Count the lines in the entries that contain the string "Some". State nothing but the number.

(Beginning of Supplied records)

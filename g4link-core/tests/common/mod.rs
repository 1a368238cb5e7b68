//! Shared helpers for the integration tests: a tracing subscriber and a
//! minimal HTTP responder standing in for the panel controller.

#![allow(dead_code)]

use tokio::io::{AsyncReadExt, AsyncWriteExt};
use tokio::net::{TcpListener, TcpStream};
use tokio::sync::mpsc;

/// Install a test-writer subscriber once. `RUST_LOG` overrides the level.
pub fn init_test_tracing() {
    let _ = tracing_subscriber::fmt()
        .with_env_filter(
            tracing_subscriber::EnvFilter::try_from_default_env()
                .unwrap_or_else(|_| "debug".into()),
        )
        .with_test_writer()
        .try_init();
}

/// One request as seen by [`spawn_panel`].
#[derive(Debug, Clone)]
pub struct Recorded {
    pub method: String,
    /// Path plus query string.
    pub target: String,
    pub body: Vec<u8>,
}

impl Recorded {
    pub fn body_text(&self) -> String {
        String::from_utf8_lossy(&self.body).into_owned()
    }
}

/// Picks the status and body for a request target.
pub type Router = fn(&str) -> (u16, String);

pub fn always_ok(_target: &str) -> (u16, String) {
    (200, "OK".to_string())
}

/// Serve HTTP/1.1 on an ephemeral port. Every request is recorded, in
/// arrival order, before its response is written.
///
/// Returns the `http://127.0.0.1:port` base URL.
pub async fn spawn_panel(router: Router) -> (String, mpsc::UnboundedReceiver<Recorded>) {
    let listener = TcpListener::bind("127.0.0.1:0").await.unwrap();
    let addr = listener.local_addr().unwrap();
    let (tx, rx) = mpsc::unbounded_channel();
    tokio::spawn(async move {
        while let Ok((stream, _)) = listener.accept().await {
            // One connection at a time keeps the record ordered.
            let _ = serve(stream, router, &tx).await;
        }
    });
    (format!("http://{addr}"), rx)
}

async fn serve(
    mut stream: TcpStream,
    router: Router,
    tx: &mpsc::UnboundedSender<Recorded>,
) -> Option<()> {
    let mut buf = Vec::new();
    let mut tmp = [0u8; 8192];

    let header_end = loop {
        if let Some(pos) = find(&buf, b"\r\n\r\n") {
            break pos + 4;
        }
        let n = stream.read(&mut tmp).await.ok()?;
        if n == 0 {
            return None;
        }
        buf.extend_from_slice(&tmp[..n]);
    };

    let head = String::from_utf8_lossy(&buf[..header_end]).into_owned();
    let mut lines = head.lines();
    let mut request_line = lines.next()?.split_whitespace();
    let method = request_line.next()?.to_string();
    let target = request_line.next()?.to_string();

    let mut content_length = None;
    let mut chunked = false;
    for line in lines {
        if let Some((name, value)) = line.split_once(':') {
            let value = value.trim();
            if name.eq_ignore_ascii_case("content-length") {
                content_length = value.parse::<usize>().ok();
            } else if name.eq_ignore_ascii_case("transfer-encoding")
                && value.eq_ignore_ascii_case("chunked")
            {
                chunked = true;
            }
        }
    }

    let mut body = buf[header_end..].to_vec();
    if let Some(len) = content_length {
        while body.len() < len {
            let n = stream.read(&mut tmp).await.ok()?;
            if n == 0 {
                return None;
            }
            body.extend_from_slice(&tmp[..n]);
        }
        body.truncate(len);
    } else if chunked {
        while !body.ends_with(b"0\r\n\r\n") {
            let n = stream.read(&mut tmp).await.ok()?;
            if n == 0 {
                return None;
            }
            body.extend_from_slice(&tmp[..n]);
        }
        body = dechunk(&body);
    }

    let (status, reply) = router(&target);
    let _ = tx.send(Recorded {
        method,
        target,
        body,
    });

    let response = format!(
        "HTTP/1.1 {status} X\r\nContent-Type: text/plain\r\nContent-Length: {}\r\nConnection: close\r\n\r\n{reply}",
        reply.len()
    );
    stream.write_all(response.as_bytes()).await.ok()?;
    stream.shutdown().await.ok()?;
    Some(())
}

fn find(haystack: &[u8], needle: &[u8]) -> Option<usize> {
    haystack.windows(needle.len()).position(|w| w == needle)
}

fn dechunk(mut data: &[u8]) -> Vec<u8> {
    let mut out = Vec::new();
    while let Some(eol) = find(data, b"\r\n") {
        let size_str = String::from_utf8_lossy(&data[..eol]);
        let size = usize::from_str_radix(size_str.trim(), 16).unwrap_or(0);
        if size == 0 {
            break;
        }
        let start = eol + 2;
        out.extend_from_slice(&data[start..start + size]);
        data = &data[start + size + 2..];
    }
    out
}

(End of Supplied records)

▶ **Task solution**: 5